# 60
You can’t accuse Lord Justice Leveson of not being cautious, conciliatory or entirely affable. Otherwise, why did he take nearly two thousand pages distributed across four hefty volumes to lay before us the blindingly obvious? Please remember, it wasn’t an over-bearing, censorial or interfering politician who shut down the News of The World. No, it was that old incorrigible press baron Rupert Murdoch; a man who can be relied upon to be suitably “humble”, but only as a last resort and only after the shit has well and truly hit the proverbial. Formerly an Australian, currently an American for business purposes, Murdoch would willingly go Chinese or Martian if that was the price of access to the world’s fastest-growing market for satellite television. He was - and continues to be – subject to no obvious scrutiny, accountability or democratic control over here, over there or anywhere else on the planet.
For at least the last twenty years – no, to be fair, let’s say ‘since the sacking of Harold Evans from The Times’ (and that was 1981-2) – Murdoch’s News International has employed any number of feral door-steppers, cynical careerists and outright media thugs, allowing each to masquerade as a journalist. Now that they have been exposed, this parcel of rogues seeks to claim an undeserved constitutional protection as members of The Fourth Estate. Leave it out! If our precious freedom of speech depends on these phone hackers, that bad-hair-day woman, those two Murdochs, Paul Dacre or the Barclay brothers, then we’re well and truly mullered before we even start. The concentration of media ownership and control in so few, so secretive and such grubby hands continues to be a far greater threat to freedom of expression than anything conjured by Leveson.
To judge by the reactions of David Cameron and his friends at The Daily Mail, The Daily Telegraph and The Sun, you might think that the problem we need to solve is one of self-serving politicians interfering with a free press. In fact it has lately been the other way round. Politically motivated and largely irresponsible media barons have shamelessly interfered with our democracy. It’s difficult to believe that the ‘significant’ press needs any protection from political interference when for thirty years (or more) editors and their proprietors have corrupted the ethics of our public realm, cheapened and dumbed-down our public discourse and trashed both dissent and dissenters. Vaingloriously seeking to play the role of kingmaker they have alternately proffered and withheld their patronage and favours from a bunch of political pygmies.

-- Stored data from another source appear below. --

use std::sync::Arc;

use async_trait::async_trait;

use crate::domain::customer::{
    CustomerCreatedEvent, CustomerDeletedEvent, CustomerUpdatedEvent, EventKind, LifecycleMessage,
};
use crate::identity::{IdentityProvider, IdentityProviderError};
use crate::store::{CustomerStore, StoreError};
use crate::utils::IsTransient;

// ============================================================================
// Identity reconciliation
// ============================================================================
//
// Brings the identity provider in line with customer rows that already
// committed. Every handler is idempotent: a redelivered Created finds the
// reference already stored, and Updated/Deleted that overtake their Created
// find no reference yet. Both cases are skips, never errors.
//
// ============================================================================

#[derive(Debug, thiserror::Error)]
pub enum ReconciliationError {
    #[error("Undecodable {kind:?} payload: {source}")]
    Decode {
        kind: EventKind,
        #[source]
        source: serde_json::Error,
    },

    #[error("Identity provider operation failed: {0}")]
    IdentityProvider(#[from] IdentityProviderError),

    #[error("Store failure during reconciliation: {0}")]
    Store(#[from] StoreError),
}

impl IsTransient for ReconciliationError {
    /// Only a payload we cannot read is hopeless; everything else gets the
    /// full redelivery budget.
    fn is_transient(&self) -> bool {
        !matches!(self, ReconciliationError::Decode { .. })
    }
}

#[derive(Debug, Clone, Copy, PartialEq, Eq)]
pub enum Outcome {
    Reconciled,
    Skipped,
}

impl Outcome {
    pub fn as_str(&self) -> &'static str {
        match self {
            Outcome::Reconciled => "reconciled",
            Outcome::Skipped => "skipped",
        }
    }
}

/// What a queue consumer hands each delivery to.
#[async_trait]
pub trait MessageHandler: Send + Sync {
    async fn handle(&self, kind: EventKind, payload: &[u8]) -> Result<Outcome, ReconciliationError>;
}

pub struct IdentityReconciler {
    customers: Arc<dyn CustomerStore>,
    identity: Arc<dyn IdentityProvider>,
}

fn decode<M: LifecycleMessage>(payload: &[u8]) -> Result<M, ReconciliationError> {
    serde_json::from_slice(payload).map_err(|source| ReconciliationError::Decode {
        kind: M::KIND,
        source,
    })
}

impl IdentityReconciler {
    pub fn new(customers: Arc<dyn CustomerStore>, identity: Arc<dyn IdentityProvider>) -> Self {
        Self {
            customers,
            identity,
        }
    }

    pub async fn on_created(&self, event: &CustomerCreatedEvent) -> Result<Outcome, ReconciliationError> {
        let Some(customer) = self.customers.find_by_id(event.customer_id).await? else {
            // Deleted before its creation was reconciled
            tracing::warn!(customer_id = event.customer_id, "Customer gone, skipping identity creation");
            return Ok(Outcome::Skipped);
        };

        if customer.external_id.is_some() {
            tracing::warn!(
                customer_id = event.customer_id,
                "Customer already linked to an identity, skipping creation"
            );
            return Ok(Outcome::Skipped);
        }

        let external_id = self
            .identity
            .create_user(&event.email, &event.name, &event.last_name, &event.password)
            .await?;
        self.customers
            .link_external_id(customer.id, &external_id)
            .await?;

        tracing::info!(
            customer_id = event.customer_id,
            external_id = %external_id,
            "Identity created and linked"
        );
        Ok(Outcome::Reconciled)
    }

    pub async fn on_updated(&self, event: &CustomerUpdatedEvent) -> Result<Outcome, ReconciliationError> {
        let external_id = self
            .customers
            .find_by_id(event.customer_id)
            .await?
            .and_then(|c| c.external_id);

        let Some(external_id) = external_id else {
            tracing::warn!(
                customer_id = event.customer_id,
                "Customer has no identity yet, skipping update"
            );
            return Ok(Outcome::Skipped);
        };

        self.identity
            .edit_user(&external_id, &event.name, &event.last_name)
            .await?;

        tracing::info!(customer_id = event.customer_id, "Identity updated");
        Ok(Outcome::Reconciled)
    }

    pub async fn on_deleted(&self, event: &CustomerDeletedEvent) -> Result<Outcome, ReconciliationError> {
        // The row is normally gone already; prefer the reference the event carries
        let external_id = match &event.external_id {
            Some(id) => Some(id.clone()),
            None => self
                .customers
                .find_by_id(event.customer_id)
                .await?
                .and_then(|c| c.external_id),
        };

        let Some(external_id) = external_id else {
            tracing::warn!(
                customer_id = event.customer_id,
                "Customer has no identity, skipping deletion"
            );
            return Ok(Outcome::Skipped);
        };

        self.identity.delete_user(&external_id).await?;

        tracing::info!(customer_id = event.customer_id, "Identity deleted");
        Ok(Outcome::Reconciled)
    }
}

#[async_trait]
impl MessageHandler for IdentityReconciler {
    async fn handle(&self, kind: EventKind, payload: &[u8]) -> Result<Outcome, ReconciliationError> {
        let result = match kind {
            EventKind::Created => self.on_created(&decode::<CustomerCreatedEvent>(payload)?).await,
            EventKind::Updated => self.on_updated(&decode::<CustomerUpdatedEvent>(payload)?).await,
            EventKind::Deleted => self.on_deleted(&decode::<CustomerDeletedEvent>(payload)?).await,
        };

        if let Err(e) = &result {
            tracing::error!(kind = ?kind, error = %e, "Reconciliation failed");
        }
        result
    }
}

#[cfg(test)]
mod tests {
    use super::*;
    use crate::application::testing::{customer, linked_customer};
    use crate::domain::customer::LifecycleEvent;
    use crate::identity::fake::RecordingIdentityProvider;
    use crate::store::MemoryStore;

    fn touch(id: i64) -> LifecycleEvent {
        LifecycleEvent::Updated(CustomerUpdatedEvent {
            customer_id: id,
            name: "Ana".to_string(),
            last_name: "Lima".to_string(),
        })
    }

    fn created(id: i64) -> CustomerCreatedEvent {
        CustomerCreatedEvent {
            customer_id: id,
            name: "Ana".to_string(),
            last_name: "Lima".to_string(),
            email: "ana@x.com".to_string(),
            password: "p1".to_string(),
        }
    }

    async fn setup() -> (Arc<MemoryStore>, Arc<RecordingIdentityProvider>, IdentityReconciler) {
        let store = Arc::new(MemoryStore::new());
        store.insert(&customer(1, "ana@x.com", "11111111111"), &touch(1)).await.unwrap();
        store
            .insert(&linked_customer(2, "bia@x.com", "52998224725", "kc-2"), &touch(2))
            .await
            .unwrap();

        let identity = Arc::new(RecordingIdentityProvider::new());
        let reconciler = IdentityReconciler::new(store.clone(), identity.clone());
        (store, identity, reconciler)
    }

    #[tokio::test]
    async fn test_created_links_new_identity() {
        let (store, identity, reconciler) = setup().await;

        let outcome = reconciler.on_created(&created(1)).await.unwrap();

        assert_eq!(outcome, Outcome::Reconciled);
        assert_eq!(identity.calls(), vec!["create:ana@x.com".to_string()]);
        let linked = store.find_by_id(1).await.unwrap().unwrap();
        assert_eq!(linked.external_id.as_deref(), Some("kc-ana@x.com"));
    }

    #[tokio::test]
    async fn test_created_redelivery_is_noop() {
        let (_, identity, reconciler) = setup().await;

        assert_eq!(reconciler.on_created(&created(2)).await.unwrap(), Outcome::Skipped);
        assert!(identity.calls().is_empty());
    }

    #[tokio::test]
    async fn test_update_without_identity_is_skipped() {
        let (_, identity, reconciler) = setup().await;
        let event = CustomerUpdatedEvent {
            customer_id: 1,
            name: "Ana".to_string(),
            last_name: "Souza".to_string(),
        };

        assert_eq!(reconciler.on_updated(&event).await.unwrap(), Outcome::Skipped);
        assert!(identity.calls().is_empty());
    }

    #[tokio::test]
    async fn test_update_edits_linked_identity() {
        let (_, identity, reconciler) = setup().await;
        let event = CustomerUpdatedEvent {
            customer_id: 2,
            name: "Bia".to_string(),
            last_name: "Souza".to_string(),
        };

        assert_eq!(reconciler.on_updated(&event).await.unwrap(), Outcome::Reconciled);
        assert_eq!(identity.calls(), vec!["edit:kc-2:Bia Souza".to_string()]);
    }

    #[tokio::test]
    async fn test_delete_uses_carried_reference() {
        let (_, identity, reconciler) = setup().await;
        // Row 9 never existed; the event alone is enough
        let event = CustomerDeletedEvent {
            customer_id: 9,
            external_id: Some("kc-9".to_string()),
        };

        assert_eq!(reconciler.on_deleted(&event).await.unwrap(), Outcome::Reconciled);
        assert_eq!(identity.calls(), vec!["delete:kc-9".to_string()]);
    }

    #[tokio::test]
    async fn test_delete_without_reference_is_skipped() {
        let (_, identity, reconciler) = setup().await;
        let event = CustomerDeletedEvent {
            customer_id: 1,
            external_id: None,
        };

        assert_eq!(reconciler.on_deleted(&event).await.unwrap(), Outcome::Skipped);
        assert!(identity.calls().is_empty());
    }

    #[tokio::test]
    async fn test_identity_failures_propagate() {
        let store = Arc::new(MemoryStore::new());
        store.insert(&customer(1, "ana@x.com", "11111111111"), &touch(1)).await.unwrap();
        let identity = Arc::new(RecordingIdentityProvider::failing(1));
        let reconciler = IdentityReconciler::new(store.clone(), identity);

        let err = reconciler.on_created(&created(1)).await.unwrap_err();
        assert!(matches!(err, ReconciliationError::IdentityProvider(_)));
        assert!(err.is_transient());
        assert!(store.find_by_id(1).await.unwrap().unwrap().external_id.is_none());
    }

    #[tokio::test]
    async fn test_garbage_payload_is_permanent() {
        let (_, _, reconciler) = setup().await;

        let err = reconciler
            .handle(EventKind::Created, b"{not json")
            .await
            .unwrap_err();
        assert!(!err.is_transient());
    }
}
use crate::domain::customer::EventKind;

// ============================================================================
// Broker topology
// ============================================================================
//
// One logical exchange, three routing keys, one durable queue per key and a
// dead-letter queue per primary queue. On Kafka every queue is a topic of
// the same name; the routing key travels as a header.
//
// ============================================================================

pub const EXCHANGE: &str = "CustomerExchange";

pub const ROUTING_KEY_HEADER: &str = "x-routing-key";
pub const EVENT_TYPE_HEADER: &str = "x-event-type";
pub const MESSAGE_ID_HEADER: &str = "x-message-id";

pub const ORIGINAL_QUEUE_HEADER: &str = "x-original-queue";
pub const ERROR_HEADER: &str = "x-error";
pub const ATTEMPTS_HEADER: &str = "x-attempts";

#[derive(Debug, Clone, Copy, PartialEq, Eq)]
pub struct Route {
    pub kind: EventKind,
    pub queue: &'static str,
    pub dead_letter_queue: &'static str,
}

pub static ROUTES: [Route; 3] = [
    Route {
        kind: EventKind::Created,
        queue: "CustomerCreateQueue",
        dead_letter_queue: "CustomerCreateQueue.DLQ",
    },
    Route {
        kind: EventKind::Updated,
        queue: "CustomerUpdateQueue",
        dead_letter_queue: "CustomerUpdateQueue.DLQ",
    },
    Route {
        kind: EventKind::Deleted,
        queue: "CustomerDeleteQueue",
        dead_letter_queue: "CustomerDeleteQueue.DLQ",
    },
];

impl Route {
    pub fn routing_key(&self) -> &'static str {
        self.kind.routing_key()
    }

    pub fn for_kind(kind: EventKind) -> &'static Route {
        match kind {
            EventKind::Created => &ROUTES[0],
            EventKind::Updated => &ROUTES[1],
            EventKind::Deleted => &ROUTES[2],
        }
    }

    /// Binding lookup, as the exchange would do it.
    pub fn for_routing_key(routing_key: &str) -> Option<&'static Route> {
        EventKind::from_routing_key(routing_key).map(Self::for_kind)
    }
}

Blair/ Campbell , Brown / Balls, Cameron / Coulson…need I go on?
Listening to Cameron’s hyperbole about ‘crossing the Rubicon’, you wouldn’t think that what we are talking about here is merely a complaints procedure. It’s not censorship, Dave. Even the Rubicon analogy is questionable. As Dave might know if he had remained on speaking terms with Boris, when Julius Caesar led his legions towards Rome in 49 BC, ‘crossing the Rubicon’ was the start of a military coup. The PM repeated that phrase so often in the Commons the other afternoon, it makes you wonder if he knows more – or, just possibly, less - than he’s letting on.

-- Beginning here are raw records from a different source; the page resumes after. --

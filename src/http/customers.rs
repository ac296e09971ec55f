use actix_web::http::header::LOCATION;
use actix_web::{web, HttpResponse};

use crate::application::CustomerUseCase;
use crate::auth::AuthContext;
use crate::domain::customer::{CustomerRequest, CustomerUpdate};
use crate::domain::ServiceError;

pub const CUSTOMERS_PATH: &str = "/api/v1/customers";

/// Open signup.
pub async fn create_customer(
    customers: web::Data<CustomerUseCase>,
    body: web::Json<CustomerRequest>,
) -> Result<HttpResponse, ServiceError> {
    let created = customers.create(&body).await?;
    Ok(HttpResponse::Created()
        .insert_header((LOCATION, format!("{}/{}", CUSTOMERS_PATH, created.id)))
        .json(created))
}

pub async fn get_logged_customer(
    customers: web::Data<CustomerUseCase>,
    auth: AuthContext,
) -> Result<HttpResponse, ServiceError> {
    Ok(HttpResponse::Ok().json(customers.find_logged(&auth).await?))
}

pub async fn delete_logged_customer(
    customers: web::Data<CustomerUseCase>,
    auth: AuthContext,
) -> Result<HttpResponse, ServiceError> {
    customers.delete_logged(&auth).await?;
    Ok(HttpResponse::NoContent().finish())
}

/// By id: the caller's own record, or any record for ADMIN.
pub async fn get_customer(
    customers: web::Data<CustomerUseCase>,
    auth: AuthContext,
    id: web::Path<i64>,
) -> Result<HttpResponse, ServiceError> {
    let id = id.into_inner();
    customers.authorize(&auth, id).await?;
    Ok(HttpResponse::Ok().json(customers.find(id).await?))
}

pub async fn update_customer(
    customers: web::Data<CustomerUseCase>,
    auth: AuthContext,
    id: web::Path<i64>,
    body: web::Json<CustomerUpdate>,
) -> Result<HttpResponse, ServiceError> {
    let id = id.into_inner();
    customers.authorize(&auth, id).await?;
    Ok(HttpResponse::Ok().json(customers.edit(id, &body).await?))
}

pub async fn delete_customer(
    customers: web::Data<CustomerUseCase>,
    auth: AuthContext,
    id: web::Path<i64>,
) -> Result<HttpResponse, ServiceError> {
    let id = id.into_inner();
    customers.authorize(&auth, id).await?;
    customers.delete(id).await?;
    Ok(HttpResponse::NoContent().finish())
}
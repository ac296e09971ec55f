// ============================================================================
// Customer Domain
// ============================================================================
//
// - Entity and request/response DTOs with two-phase validation
// - Lifecycle events published for identity reconciliation
//
// ============================================================================

pub mod events;
pub mod model;

pub use events::*;
pub use model::*;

An independent, trustworthy and reliable tribunal for dealing with complaints against the press is not censorship, nor is it a prelude to political interference. Self-regulation under the auspices of the Press Complaints Commission proved a dismal failure because it was not independent, not comprehensive and lacked statutory formulation. The McCanns and the Dowlers truly were victims of outrageous conduct by certain newspapers and journalists. To say that the conduct of the intruders and the phone hackers was illegal and that therefore all the victims had remedies at law is insufficient. Ordinary citizens, suddenly thrust into a media feeding-frenzy, are not ‘lawyered-up’ and ‘media-savvy’. They are traumatised and grieving. Even those with ‘celebrity status’ are not fully able to protect themselves from bullying, intrusion and criminality – even if they know that it is occurring. Famous or infamous, they are still citizens and they still have rights. They (and we) need to know that the press – all of them - are beholden to an agreed Code of Conduct which can and will be enforced. Importantly, that enforcement comes after the event, not before. It’s balance and redress we seek, not censorship and by now – post-Leveson – we should all be sufficiently well informed to know the difference. As Polly Toynbee wrote in The Guardian today (Saturday, 01.12.12) “Law or no law, no one will remove Dacre’s right to be nasty.” On the same page, Simon Jenkins suggested, rather desperately I have to say, that “Leveson and his supporters seem to be converts to Sharia Law.”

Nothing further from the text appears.